- Standard: EIA RS-423

Protocol information
- Physical media: Group of copper cables
- Network topology: Point-to-point, Multi-dropped
- Maximum devices: 10 (1 driver & 10 receivers)
- Maximum distance: 1200 meters (4000 feet)
- Mode of operation: Single-ended (unbalanced)
- Maximum baud rate: Up to 100kbit/s
- Voltage: -6V to +6V (maximum)
- Mark(1): -4V to -6V
- Space(0): +4V to +6V
- Available signals: Tx, Rx, GND
- Connector types: Not specified

= RS-423 =

Standard for serial communication

RS-423, also known as TIA/EIA-423, is a technical standard originated by the Electronic Industries Alliance that specifies electrical characteristics of a digital signaling circuit. RS-423 systems can transmit data on cables as long as 1200 m. Although it was originally intended as a successor to RS-232C offering greater cable lengths, it is not widely used.

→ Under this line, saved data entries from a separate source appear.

#![no_main]

use hubble_filters::compile_node_name_pattern;
use libfuzzer_sys::fuzz_target;

fuzz_target!(|input: (Vec<String>, String)| {
    let (patterns, node_name) = input;
    let patterns: Vec<_> = patterns.into_iter().take(16).collect();

    // 실패해도 패닉 없이 에러를 반환해야 함
    if let Ok(re) = compile_node_name_pattern(&patterns) {
        let _ = re.is_match(&node_name);
    }
});
#![doc = include_str!("../README.md")]
//!
//! # 모듈 구성
//!
//! - [`patterns`]: FQDN/노드명 glob 패턴 정규화 및 정규식 컴파일
//! - [`builder`]: 속성 필터 빌더 확장 포인트와 기본 빌더 (노드명, FQDN, 이벤트 타입)
//! - [`filter_list`]: 명세 내 AND / 명세 간 OR 조합, 허용/차단 목록 적용
//! - [`loader`]: YAML/JSON 허용/차단 목록 파일 로딩
//! - [`error`]: 도메인 에러 타입
//!
//! # 아키텍처
//!
//! ```text
//! FlowFilter[] --(OnBuildFilter[])--> FilterGroup[] (AND) --> FilterList (OR) --> match_one(event)
//!                     |
//!              patterns::compile_*
//! ```

pub mod builder;
pub mod error;
pub mod filter_list;
pub mod loader;
pub mod patterns;

// --- 주요 타입 re-export ---

// 에러
pub use error::{FilterError, PatternError};

// 패턴
pub use patterns::{canonicalize_fqdn_pattern, compile_fqdn_pattern, compile_node_name_pattern};

// 빌더
pub use builder::{
    EventTypeFilter, FilterFunc, FlowPredicate, FqdnFilter, NodeNameFilter, OnBuildFilter,
    default_filters,
};

// 필터 리스트
pub use filter_list::{FilterGroup, FilterList, apply};

// 로더
pub use loader::{CompiledFilters, FilterSpecLoader, FilterSpecSet};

RS-423 specifies an unbalanced (single-ended) interface, similar to RS-232, with a single, unidirectional sending driver, and allowing for up to 10 receivers. It is normally implemented in integrated circuit technology and can also be employed for the interchange of serial binary signals between DTE & DCE. It is related to RS-422, which uses similar voltage levels but operates with differential signaling.

==Standard scope==
RS-423 is the common short form title of American National Standards Institute (ANSI) standard ANSI/TIA/EIA-423-B Electrical Characteristics of Unbalanced Voltage Digital Interface Circuits and its international equivalent ITU-T Recommendation T-REC-V.10, also known as X.26. These technical standards specify the electrical characteristics of the unbalanced voltage digital interface circuit. RS-423 provides for data transmission, using unbalanced or single-ended signals, with unidirectional/non-reversible, terminated or non-terminated transmission lines, point to point, or multi-drop.

== Characteristics ==

Guidelines for data rate versus line length

RS-423 is related to the RS-422 standard, but uses single-ended signaling referenced to a common ground instead of the differential signaling used by RS-422. Use of a common ground is one weakness of RS-423 (and RS-232): if devices are far enough apart or on separate power systems, the ground will degrade between them and communications will fail, resulting in a condition that is difficult to trace.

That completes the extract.